Exercise data
━━━━━━━━━━━━━━━━

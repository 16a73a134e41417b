//! Launcher configuration.
//!
//! All values are fixed for a production build; `Default` yields them.
//! [`LaunchConfig::with_interpreter`] points tests at a stub interpreter.

use std::path::{Path, PathBuf};

/// Resource ID of the embedded script (RCDATA).
pub const SCRIPT_RESOURCE_ID: u16 = 101;

/// Prefix for the temporary script file name.
pub const TEMP_PREFIX: &str = "ldo";

/// Extension the interpreter recognizes as a script.
pub const SCRIPT_EXTENSION: &str = "ps1";

/// Absolute path to the script interpreter.
#[cfg(windows)]
pub const DEFAULT_INTERPRETER: &str = r"C:\Windows\system32\WindowsPowerShell\v1.0\powershell.exe";

/// Absolute path to the script interpreter.
#[cfg(not(windows))]
pub const DEFAULT_INTERPRETER: &str = "/usr/bin/pwsh";

/// Configuration for one launcher run.
#[derive(Debug, Clone, PartialEq, Eq)]
pub struct LaunchConfig {
    /// Absolute path to the interpreter binary
    pub interpreter: PathBuf,
    /// Numeric ID of the embedded script resource
    pub resource_id: u16,
    /// Prefix for the temporary script file name
    pub temp_prefix: String,
    /// Extension given to the temporary script file (without the dot)
    pub script_extension: String,
}

impl Default for LaunchConfig {
    fn default() -> Self {
        Self {
            interpreter: PathBuf::from(DEFAULT_INTERPRETER),
            resource_id: SCRIPT_RESOURCE_ID,
            temp_prefix: TEMP_PREFIX.to_string(),
            script_extension: SCRIPT_EXTENSION.to_string(),
        }
    }
}

impl LaunchConfig {
    #[must_use]
    pub fn with_interpreter(mut self, interpreter: impl Into<PathBuf>) -> Self {
        self.interpreter = interpreter.into();
        self
    }

    #[must_use]
    pub fn interpreter(&self) -> &Path {
        &self.interpreter
    }

    /// The script extension with its leading dot, e.g. `.ps1`.
    #[must_use]
    pub fn dotted_extension(&self) -> String {
        format!(".{}", self.script_extension)
    }
}
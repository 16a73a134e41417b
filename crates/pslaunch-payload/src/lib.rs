//! Embedded script payload access and extraction.
//!
//! The launcher binary carries its script as a read-only blob addressed by a
//! fixed numeric ID. This crate looks the blob up ([`ResourceSource`]) and
//! copies it into a uniquely named temporary script file ([`TempScript`])
//! that is deleted when the guard goes away.

pub mod resource;
pub mod temp_script;

pub use resource::{BundledResource, ResourceSource};
#[cfg(windows)]
pub use resource::ModuleResource;
pub use temp_script::{TempScript, extract, extract_in, temp_dir};
use std::io;
use std::os::windows::ffi::OsStrExt;

use pslaunch_utils::LauncherError;
use pslaunch_utils::error::win32_error;
use windows::Win32::Foundation::{CloseHandle, HANDLE, WAIT_FAILED};
use windows::Win32::System::Threading::{
    CreateProcessW, GetExitCodeProcess, INFINITE, PROCESS_CREATION_FLAGS, PROCESS_INFORMATION,
    STARTUPINFOW, WaitForSingleObject,
};
use windows::core::{PCWSTR, PWSTR};

use crate::command_line::CommandLine;
use crate::process::{ChildProcess, Spawner};

/// RAII wrapper for a Windows handle
///
/// Closes the handle when dropped, on every exit path.
#[derive(Debug)]
pub struct OwnedHandle {
    handle: HANDLE,
}

impl OwnedHandle {
    /// Take ownership of `handle`.
    ///
    /// # Safety
    ///
    /// `handle` must be open and not owned by anything else.
    pub unsafe fn new(handle: HANDLE) -> Self {
        Self { handle }
    }

    #[must_use]
    pub fn raw(&self) -> HANDLE {
        self.handle
    }
}

// SAFETY: Windows HANDLEs are safe to send between threads.
// The HANDLE is an opaque kernel object reference that can be used from any thread.
unsafe impl Send for OwnedHandle {}

impl Drop for OwnedHandle {
    fn drop(&mut self) {
        if !self.handle.is_invalid() {
            unsafe {
                let _ = CloseHandle(self.handle);
            }
        }
    }
}

/// Spawner built directly on `CreateProcessW`.
///
/// The rendered command line is passed as-is, handles are inherited and no
/// creation flags are set.
#[derive(Debug, Clone, Copy, Default)]
pub struct Win32Spawner;

/// Interpreter process started by [`Win32Spawner`].
#[derive(Debug)]
pub struct Win32Child {
    process: OwnedHandle,
    _thread: OwnedHandle,
    pid: u32,
}

impl Spawner for Win32Spawner {
    type Child = Win32Child;

    fn spawn(&self, cmd: &CommandLine) -> Result<Self::Child, LauncherError> {
        // CreateProcessW may write into the command-line buffer.
        let mut line: Vec<u16> = cmd
            .render()
            .encode_wide()
            .chain(std::iter::once(0))
            .collect();

        let startup = STARTUPINFOW {
            cb: std::mem::size_of::<STARTUPINFOW>() as u32,
            ..Default::default()
        };
        let mut info = PROCESS_INFORMATION::default();

        // SAFETY: `line` is a mutable NUL-terminated buffer that outlives the
        // call; `startup` and `info` are valid for reads and writes.
        unsafe {
            CreateProcessW(
                PCWSTR::null(),
                Some(PWSTR(line.as_mut_ptr())),
                None,
                None,
                true,
                PROCESS_CREATION_FLAGS(0),
                None,
                PCWSTR::null(),
                &startup,
                &mut info,
            )
        }
        .map_err(|e| LauncherError::LaunchFailed {
            interpreter: cmd.program.clone(),
            source: win32_error(&e),
        })?;

        // SAFETY: CreateProcessW succeeded, so both handles are open and ours.
        let (process, thread) = unsafe {
            (
                OwnedHandle::new(info.hProcess),
                OwnedHandle::new(info.hThread),
            )
        };

        Ok(Win32Child {
            process,
            _thread: thread,
            pid: info.dwProcessId,
        })
    }
}

impl ChildProcess for Win32Child {
    fn id(&self) -> u32 {
        self.pid
    }

    fn wait(&mut self) -> Result<u32, LauncherError> {
        // SAFETY: the process handle is open for the lifetime of `self`.
        let event = unsafe { WaitForSingleObject(self.process.raw(), INFINITE) };
        if event == WAIT_FAILED {
            return Err(LauncherError::WaitFailed {
                source: io::Error::last_os_error(),
            });
        }

        let mut code = 0u32;
        // SAFETY: as above; `code` is a valid out pointer.
        unsafe { GetExitCodeProcess(self.process.raw(), &mut code) }
            .map_err(|e| LauncherError::WaitFailed {
                source: win32_error(&e),
            })?;

        Ok(code)
    }
}

#[cfg(test)]
mod tests {
    use super::*;
    use std::path::Path;

    fn cmd_exe() -> std::path::PathBuf {
        let root = std::env::var_os("SystemRoot").unwrap_or_else(|| r"C:\Windows".into());
        Path::new(&root).join("System32").join("cmd.exe")
    }

    #[test]
    fn test_exit_code_passthrough() {
        let cmd = CommandLine::new(cmd_exe()).args(["/C", "exit 7"]);

        let mut child = Win32Spawner.spawn(&cmd).unwrap();
        assert!(child.id() > 0);
        assert_eq!(child.wait().unwrap(), 7);
    }

    #[test]
    fn test_missing_interpreter_reports_last_error() {
        let cmd = CommandLine::new(r"C:\nonexistent\pslaunch\powershell.exe");

        let err = Win32Spawner.spawn(&cmd).unwrap_err();

        assert!(matches!(err, LauncherError::LaunchFailed { .. }));
        // ERROR_FILE_NOT_FOUND or ERROR_PATH_NOT_FOUND
        assert!(matches!(err.to_exit_code().as_u32(), 2 | 3));
    }
}
//! Types used by the runner module

use pslaunch_utils::ExitCode;

/// Lifecycle of one interpreter launch.
///
/// ```text
/// Created ──spawn ok──▶ Running ──wait ok───▶ Exited(code)
///    │                     └────wait err──▶ WaitFailed(os code)
///    └──────spawn err──▶ LaunchFailed(os code)
/// ```
#[derive(Debug, Clone, Copy, PartialEq, Eq)]
pub enum LifecycleState {
    /// Script extracted and command assembled; nothing spawned yet
    Created,
    /// Child process started; handles held
    Running,
    /// Child terminated with this exit code
    Exited(u32),
    /// Process creation failed with this platform error code
    LaunchFailed(u32),
    /// Waiting or exit-code retrieval failed with this platform error code
    WaitFailed(u32),
}

impl LifecycleState {
    #[must_use]
    pub const fn as_str(&self) -> &'static str {
        match self {
            Self::Created => "created",
            Self::Running => "running",
            Self::Exited(_) => "exited",
            Self::LaunchFailed(_) => "launch_failed",
            Self::WaitFailed(_) => "wait_failed",
        }
    }

    /// The launcher exit code a terminal state stands for.
    #[must_use]
    pub fn exit_code(&self) -> Option<ExitCode> {
        match *self {
            Self::Exited(code) | Self::LaunchFailed(code) | Self::WaitFailed(code) => {
                Some(ExitCode::from(code))
            }
            Self::Created | Self::Running => None,
        }
    }
}

impl std::fmt::Display for LifecycleState {
    fn fmt(&self, f: &mut std::fmt::Formatter<'_>) -> std::fmt::Result {
        match self {
            Self::Exited(code) | Self::LaunchFailed(code) | Self::WaitFailed(code) => {
                write!(f, "{}({code})", self.as_str())
            }
            Self::Created | Self::Running => f.write_str(self.as_str()),
        }
    }
}

#[cfg(test)]
mod tests {
    use super::*;

    #[test]
    fn test_exit_codes() {
        assert_eq!(LifecycleState::Created.exit_code(), None);
        assert_eq!(LifecycleState::Running.exit_code(), None);
        assert_eq!(LifecycleState::Exited(3).exit_code(), Some(ExitCode::from(3)));
        assert_eq!(
            LifecycleState::LaunchFailed(2).exit_code(),
            Some(ExitCode::from(2))
        );
    }

    #[test]
    fn test_display() {
        assert_eq!(LifecycleState::Running.to_string(), "running");
        assert_eq!(LifecycleState::WaitFailed(6).to_string(), "wait_failed(6)");
    }
}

━━━━━━━━━━━━━━━━

What the task asks
Your response should contain each line of the entries above that holds the string "Running".

Output for this task
/// Created ──spawn ok──▶ Running ──wait ok───▶ Exited(code)
    Running,
            Self::Running => "running",
            Self::Created | Self::Running => None,
            Self::Created | Self::Running => f.write_str(self.as_str()),
        assert_eq!(LifecycleState::Running.exit_code(), None);
        assert_eq!(LifecycleState::Running.to_string(), "running");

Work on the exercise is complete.